───── Data for review
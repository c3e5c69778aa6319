//! Per-process helper stamping outgoing messages.

use serde_json::{Map, Value};

use crate::envelope::{Envelope, ResultFields};
use crate::error::Result;
use crate::kinds::{
    EpochMessage, GeneralMessage, SimulationState, SimulationStateMessage, StatusMessage,
    StatusValue,
};
use crate::timestamp::Timestamp;

/// Creates messages for one process in one simulation.
///
/// Message ids are `"<source_process_id>-<n>"` with `n` counting up from the
/// start id (1 by default). Each message gets a fresh timestamp.
#[derive(Clone, Debug)]
pub struct MessageGenerator {
    simulation_id: String,
    source_process_id: String,
    next_id: u64,
}

impl MessageGenerator {
    pub fn new(simulation_id: impl Into<String>, source_process_id: impl Into<String>) -> Self {
        Self::with_start_id(simulation_id, source_process_id, 1)
    }

    pub fn with_start_id(
        simulation_id: impl Into<String>,
        source_process_id: impl Into<String>,
        start_id: u64,
    ) -> Self {
        Self {
            simulation_id: simulation_id.into(),
            source_process_id: source_process_id.into(),
            next_id: start_id,
        }
    }

    pub fn simulation_id(&self) -> &str {
        &self.simulation_id
    }

    pub fn source_process_id(&self) -> &str {
        &self.source_process_id
    }

    pub fn next_message_id(&mut self) -> String {
        let id = format!("{}-{}", self.source_process_id, self.next_id);
        self.next_id += 1;
        id
    }

    pub fn envelope(&mut self, message_type: &str) -> Result<Envelope> {
        let message_id = self.next_message_id();
        Envelope::new(
            message_type,
            self.simulation_id.as_str(),
            self.source_process_id.as_str(),
            message_id,
            Some(Timestamp::now()),
        )
    }

    pub fn status_ready(
        &mut self,
        epoch_number: u64,
        triggering_message_ids: Vec<String>,
    ) -> Result<StatusMessage> {
        StatusMessage::new(
            self.envelope(StatusMessage::MESSAGE_TYPE)?,
            ResultFields::new(epoch_number, triggering_message_ids)?,
            StatusValue::Ready,
            None,
        )
    }

    pub fn status_error(
        &mut self,
        epoch_number: u64,
        triggering_message_ids: Vec<String>,
        description: impl Into<String>,
    ) -> Result<StatusMessage> {
        StatusMessage::new(
            self.envelope(StatusMessage::MESSAGE_TYPE)?,
            ResultFields::new(epoch_number, triggering_message_ids)?,
            StatusValue::Error,
            Some(description.into()),
        )
    }

    pub fn epoch(
        &mut self,
        epoch_number: u64,
        triggering_message_ids: Vec<String>,
        start_time: Timestamp,
        end_time: Timestamp,
    ) -> Result<EpochMessage> {
        EpochMessage::new(
            self.envelope(EpochMessage::MESSAGE_TYPE)?,
            ResultFields::new(epoch_number, triggering_message_ids)?,
            start_time,
            end_time,
        )
    }

    pub fn simulation_state(
        &mut self,
        state: SimulationState,
        name: Option<String>,
        description: Option<String>,
    ) -> Result<SimulationStateMessage> {
        SimulationStateMessage::new(
            self.envelope(SimulationStateMessage::MESSAGE_TYPE)?,
            state,
            name,
            description,
        )
    }

    pub fn general(
        &mut self,
        message_type: &str,
        result: Option<ResultFields>,
        attributes: Map<String, Value>,
    ) -> Result<GeneralMessage> {
        GeneralMessage::new(self.envelope(message_type)?, result, attributes)
    }
}

#[cfg(test)]
mod tests {
    use super::*;

    #[test]
    fn ids_count_up_per_source() {
        let mut generator = MessageGenerator::new("sim", "grid");
        assert_eq!(generator.next_message_id(), "grid-1");
        let status = generator.status_ready(0, Vec::new()).unwrap();
        assert_eq!(status.envelope().message_id(), "grid-2");
        assert_eq!(status.envelope().source_process_id(), "grid");
    }

    #[test]
    fn custom_start_id() {
        let mut generator = MessageGenerator::with_start_id("sim", "grid", 10);
        assert_eq!(generator.next_message_id(), "grid-10");
    }

    #[test]
    fn failed_construction_still_consumes_an_id() {
        let mut generator = MessageGenerator::new("sim", "grid");
        assert!(generator.status_ready(1, Vec::new()).is_err());
        assert_eq!(generator.next_message_id(), "grid-2");
    }
}
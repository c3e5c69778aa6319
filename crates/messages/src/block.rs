//! Measurement blocks embedded inside result messages.
//!
//! Blocks are plain values: they validate their own shape, and the attribute
//! reader in [`crate::attributes`] checks units against what a given
//! attribute expects.

use std::collections::BTreeMap;

use serde::Serialize;
use serde_json::Value;

use crate::attributes::names;
use crate::error::{MessageError, Result};
use crate::timestamp::Timestamp;

/// A scalar with a unit, e.g. `{"Value": 1.5, "UnitOfMeasure": "kW"}`.
#[derive(Clone, Debug, PartialEq, Serialize)]
pub struct QuantityBlock {
    #[serde(rename = "Value")]
    pub value: f64,
    #[serde(rename = "UnitOfMeasure")]
    pub unit_of_measure: String,
}

impl QuantityBlock {
    pub fn new(value: f64, unit_of_measure: impl Into<String>) -> Self {
        Self {
            value,
            unit_of_measure: unit_of_measure.into(),
        }
    }

    pub fn from_json(attribute: &'static str, json: &Value) -> Result<Self> {
        let object = json
            .as_object()
            .ok_or_else(|| MessageError::block(attribute, "quantity block must be an object"))?;
        let value = object
            .get(names::BLOCK_VALUE)
            .and_then(Value::as_f64)
            .ok_or_else(|| {
                MessageError::block(attribute, "quantity block value must be a number")
            })?;
        let unit = unit_of_measure(attribute, object.get(names::UNIT_OF_MEASURE))?;
        Ok(Self::new(value, unit))
    }

    pub fn to_json(&self) -> Value {
        serde_json::to_value(self).unwrap_or(Value::Null)
    }
}

/// Homogeneous contents of a [`ValueArrayBlock`].
///
/// An empty array decodes as `Float`.
#[derive(Clone, Debug, PartialEq, Serialize)]
#[serde(untagged)]
pub enum ArrayValues {
    Integer(Vec<i64>),
    Float(Vec<f64>),
    Text(Vec<String>),
    Bool(Vec<bool>),
}

impl ArrayValues {
    pub fn len(&self) -> usize {
        match self {
            Self::Integer(values) => values.len(),
            Self::Float(values) => values.len(),
            Self::Text(values) => values.len(),
            Self::Bool(values) => values.len(),
        }
    }

    pub fn is_empty(&self) -> bool {
        self.len() == 0
    }

    fn from_json(attribute: &'static str, values: &[Value]) -> Result<Self> {
        let mixed = || MessageError::block(attribute, "array values must share one type");
        let Some(first) = values.first() else {
            return Ok(Self::Float(Vec::new()));
        };

        match first {
            Value::Number(number) if number.is_i64() => values
                .iter()
                .map(Value::as_i64)
                .collect::<Option<Vec<_>>>()
                .map(Self::Integer)
                .ok_or_else(mixed),
            Value::Number(_) => values
                .iter()
                .map(Value::as_f64)
                .collect::<Option<Vec<_>>>()
                .map(Self::Float)
                .ok_or_else(mixed),
            Value::String(_) => values
                .iter()
                .map(|value| value.as_str().map(str::to_owned))
                .collect::<Option<Vec<_>>>()
                .map(Self::Text)
                .ok_or_else(mixed),
            Value::Bool(_) => values
                .iter()
                .map(Value::as_bool)
                .collect::<Option<Vec<_>>>()
                .map(Self::Bool)
                .ok_or_else(mixed),
            other => Err(MessageError::block(
                attribute,
                format!("{other} is not an allowed array value"),
            )),
        }
    }
}

/// Ordered values sharing a unit: `{"Values": [...], "UnitOfMeasure": "kW"}`.
#[derive(Clone, Debug, PartialEq, Serialize)]
pub struct ValueArrayBlock {
    #[serde(rename = "Values")]
    pub values: ArrayValues,
    #[serde(rename = "UnitOfMeasure")]
    pub unit_of_measure: String,
}

impl ValueArrayBlock {
    pub fn new(values: ArrayValues, unit_of_measure: impl Into<String>) -> Self {
        Self {
            values,
            unit_of_measure: unit_of_measure.into(),
        }
    }

    pub fn from_json(attribute: &'static str, json: &Value) -> Result<Self> {
        let (values, unit) = array_parts(attribute, json)?;
        Ok(Self::new(ArrayValues::from_json(attribute, values)?, unit))
    }

    pub fn len(&self) -> usize {
        self.values.len()
    }

    pub fn is_empty(&self) -> bool {
        self.values.is_empty()
    }

    pub fn to_json(&self) -> Value {
        serde_json::to_value(self).unwrap_or(Value::Null)
    }
}

/// Array form of [`QuantityBlock`]; numeric values only.
#[derive(Clone, Debug, PartialEq, Serialize)]
pub struct QuantityArrayBlock {
    #[serde(rename = "Values")]
    pub values: Vec<f64>,
    #[serde(rename = "UnitOfMeasure")]
    pub unit_of_measure: String,
}

impl QuantityArrayBlock {
    pub fn new(values: Vec<f64>, unit_of_measure: impl Into<String>) -> Self {
        Self {
            values,
            unit_of_measure: unit_of_measure.into(),
        }
    }

    pub fn from_json(attribute: &'static str, json: &Value) -> Result<Self> {
        let (values, unit) = array_parts(attribute, json)?;
        let values = values
            .iter()
            .map(Value::as_f64)
            .collect::<Option<Vec<_>>>()
            .ok_or_else(|| {
                MessageError::block(attribute, "quantity array values must be numbers")
            })?;
        Ok(Self::new(values, unit))
    }

    pub fn to_json(&self) -> Value {
        serde_json::to_value(self).unwrap_or(Value::Null)
    }
}

/// Named value series over a shared time index.
///
/// Every series holds exactly one value per time index entry, and at least
/// one series is present.
#[derive(Clone, Debug, PartialEq, Serialize)]
pub struct TimeSeriesBlock {
    #[serde(rename = "TimeIndex")]
    time_index: Vec<Timestamp>,
    #[serde(rename = "Series")]
    series: BTreeMap<String, ValueArrayBlock>,
}

impl TimeSeriesBlock {
    pub fn new(
        attribute: &'static str,
        time_index: Vec<Timestamp>,
        series: BTreeMap<String, ValueArrayBlock>,
    ) -> Result<Self> {
        if series.is_empty() {
            return Err(MessageError::block(attribute, "at least one series is required"));
        }
        for (name, values) in &series {
            if name.is_empty() {
                return Err(MessageError::block(attribute, "series names must not be empty"));
            }
            if values.len() != time_index.len() {
                return Err(MessageError::block(
                    attribute,
                    format!(
                        "series '{name}' has {} values for {} time index entries",
                        values.len(),
                        time_index.len()
                    ),
                ));
            }
        }
        Ok(Self { time_index, series })
    }

    pub fn from_json(attribute: &'static str, json: &Value) -> Result<Self> {
        let object = json
            .as_object()
            .ok_or_else(|| MessageError::block(attribute, "time series block must be an object"))?;

        let time_index = object
            .get(names::TIME_INDEX)
            .and_then(Value::as_array)
            .ok_or_else(|| MessageError::block(attribute, "time index must be an array"))?
            .iter()
            .map(|entry| {
                entry
                    .as_str()
                    .and_then(|raw| Timestamp::parse(raw).ok())
                    .ok_or_else(|| MessageError::Date {
                        attribute,
                        value: entry.to_string(),
                    })
            })
            .collect::<Result<Vec<_>>>()?;

        let series = object
            .get(names::SERIES)
            .and_then(Value::as_object)
            .ok_or_else(|| MessageError::block(attribute, "series must be an object"))?
            .iter()
            .map(|(name, values)| {
                Ok((name.clone(), ValueArrayBlock::from_json(attribute, values)?))
            })
            .collect::<Result<BTreeMap<_, _>>>()?;

        Self::new(attribute, time_index, series)
    }

    pub fn time_index(&self) -> &[Timestamp] {
        &self.time_index
    }

    pub fn series(&self) -> &BTreeMap<String, ValueArrayBlock> {
        &self.series
    }

    pub fn get_series(&self, name: &str) -> Option<&ValueArrayBlock> {
        self.series.get(name)
    }

    pub fn to_json(&self) -> Value {
        serde_json::to_value(self).unwrap_or(Value::Null)
    }
}

fn unit_of_measure(attribute: &'static str, value: Option<&Value>) -> Result<String> {
    value
        .and_then(Value::as_str)
        .map(str::to_owned)
        .ok_or_else(|| MessageError::block(attribute, "unit of measure must be a string"))
}

fn array_parts<'a>(attribute: &'static str, json: &'a Value) -> Result<(&'a [Value], String)> {
    let object = json
        .as_object()
        .ok_or_else(|| MessageError::block(attribute, "array block must be an object"))?;
    let values = object
        .get(names::BLOCK_VALUES)
        .and_then(Value::as_array)
        .ok_or_else(|| MessageError::block(attribute, "values must be an array"))?;
    let unit = unit_of_measure(attribute, object.get(names::UNIT_OF_MEASURE))?;
    Ok((values, unit))
}

#[cfg(test)]
mod tests {
    use serde_json::json;

    use super::*;

    fn ts(raw: &str) -> Timestamp {
        Timestamp::parse(raw).unwrap()
    }

    #[test]
    fn quantity_block_accepts_integer_values() {
        let raw = json!({"Value": 3, "UnitOfMeasure": "kW"});
        let block = QuantityBlock::from_json("Power", &raw).unwrap();
        assert_eq!(block, QuantityBlock::new(3.0, "kW"));
        assert_eq!(block.to_json(), json!({"Value": 3.0, "UnitOfMeasure": "kW"}));
    }

    #[test]
    fn quantity_block_requires_unit() {
        let err = QuantityBlock::from_json("Power", &json!({"Value": 3.0})).unwrap_err();
        assert_eq!(err.attribute(), "Power");
    }

    #[test]
    fn value_array_must_be_homogeneous() {
        let ok = ValueArrayBlock::from_json(
            "Flags",
            &json!({"Values": [true, false], "UnitOfMeasure": ""}),
        );
        assert_eq!(ok.unwrap().values, ArrayValues::Bool(vec![true, false]));

        let mixed = ValueArrayBlock::from_json(
            "Flags",
            &json!({"Values": [true, "no"], "UnitOfMeasure": ""}),
        );
        assert!(matches!(mixed, Err(MessageError::Block { attribute: "Flags", .. })));
    }

    #[test]
    fn empty_value_array_is_allowed() {
        let block =
            ValueArrayBlock::from_json("Load", &json!({"Values": [], "UnitOfMeasure": "kW"}))
                .unwrap();
        assert!(block.is_empty());
    }

    #[test]
    fn quantity_array_rejects_text() {
        let err =
            QuantityArrayBlock::from_json("Load", &json!({"Values": ["a"], "UnitOfMeasure": "kW"}));
        assert!(err.is_err());
    }

    #[test]
    fn time_series_lengths_must_match_index() {
        let index = vec![ts("2020-01-01T00:00:00Z"), ts("2020-01-01T01:00:00Z")];
        let mut series = BTreeMap::new();
        series.insert(
            "Price".to_owned(),
            ValueArrayBlock::new(ArrayValues::Float(vec![1.0]), "EUR"),
        );
        assert!(TimeSeriesBlock::new("Forecast", index.clone(), series.clone()).is_err());

        series.insert(
            "Price".to_owned(),
            ValueArrayBlock::new(ArrayValues::Float(vec![1.0, 2.0]), "EUR"),
        );
        let block = TimeSeriesBlock::new("Forecast", index, series).unwrap();
        assert_eq!(block.get_series("Price").map(ValueArrayBlock::len), Some(2));
    }

    #[test]
    fn time_series_needs_a_named_series() {
        let index = vec![ts("2020-01-01T00:00:00Z")];
        assert!(TimeSeriesBlock::new("Forecast", index.clone(), BTreeMap::new()).is_err());

        let mut series = BTreeMap::new();
        series.insert(String::new(), ValueArrayBlock::new(ArrayValues::Integer(vec![1]), "kW"));
        assert!(TimeSeriesBlock::new("Forecast", index, series).is_err());
    }

    #[test]
    fn time_series_from_wire_form() {
        let json = json!({
            "TimeIndex": ["2020-01-01T00:00:00Z", "2020-01-01T01:00:00.000Z"],
            "Series": {"Load": {"Values": [1.5, 2.5], "UnitOfMeasure": "kW"}}
        });
        let block = TimeSeriesBlock::from_json("Forecast", &json).unwrap();
        assert_eq!(block.time_index().len(), 2);
        assert_eq!(
            block.to_json()["TimeIndex"],
            json!(["2020-01-01T00:00:00.000Z", "2020-01-01T01:00:00.000Z"])
        );
    }
}
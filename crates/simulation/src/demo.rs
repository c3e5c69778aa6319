//! Stand-in component workload used by the `simulation` binary.
use std::time::Duration;

use anyhow::Result;
use async_trait::async_trait;
use rand::rngs::StdRng;
use rand::{Rng, SeedableRng};
use serde_json::Map;
use sim_messages::{QuantityBlock, ResultFields};
use sim_runtime::{EpochContext, EpochProcessor};
use tracing::debug;

pub const RESULT_MESSAGE_TYPE: &str = "DemoResult";

/// Sleeps a random time per epoch and publishes how long it took.
pub struct DemoProcessor {
    result_topic: String,
    max_delay: Duration,
    rng: StdRng,
}

impl DemoProcessor {
    pub fn new(component_name: &str, max_delay: Duration) -> Self {
        Self {
            result_topic: format!("Result.{component_name}"),
            max_delay,
            rng: StdRng::from_entropy(),
        }
    }
}

#[async_trait]
impl EpochProcessor for DemoProcessor {
    async fn process_epoch(&mut self, ctx: &mut EpochContext<'_>) -> Result<bool> {
        let max_millis = whole_millis(self.max_delay);
        let delay = Duration::from_millis(self.rng.gen_range(0..=max_millis));
        tokio::time::sleep(delay).await;

        let epoch = ctx.epoch_number();
        let result = ResultFields::new(epoch, ctx.triggering_message_ids())?;
        let mut attributes = Map::new();
        attributes.insert(
            "ProcessingTime".to_owned(),
            QuantityBlock::new(delay.as_secs_f64(), "s").to_json(),
        );
        let message = ctx
            .generator()
            .general(RESULT_MESSAGE_TYPE, Some(result), attributes)?;
        ctx.publish(&self.result_topic, message)?;

        debug!(epoch, delay_ms = whole_millis(delay), "demo epoch done");
        Ok(true)
    }
}

/// Milliseconds in `duration`, saturating at `u64::MAX`.
fn whole_millis(duration: Duration) -> u64 {
    u64::try_from(duration.as_millis()).unwrap_or(u64::MAX)
}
──────────
Task objective ->
Determine how many lines of the listing above contain the string "StatusValue", and answer with that figure alone.

Answer to this problem ->
3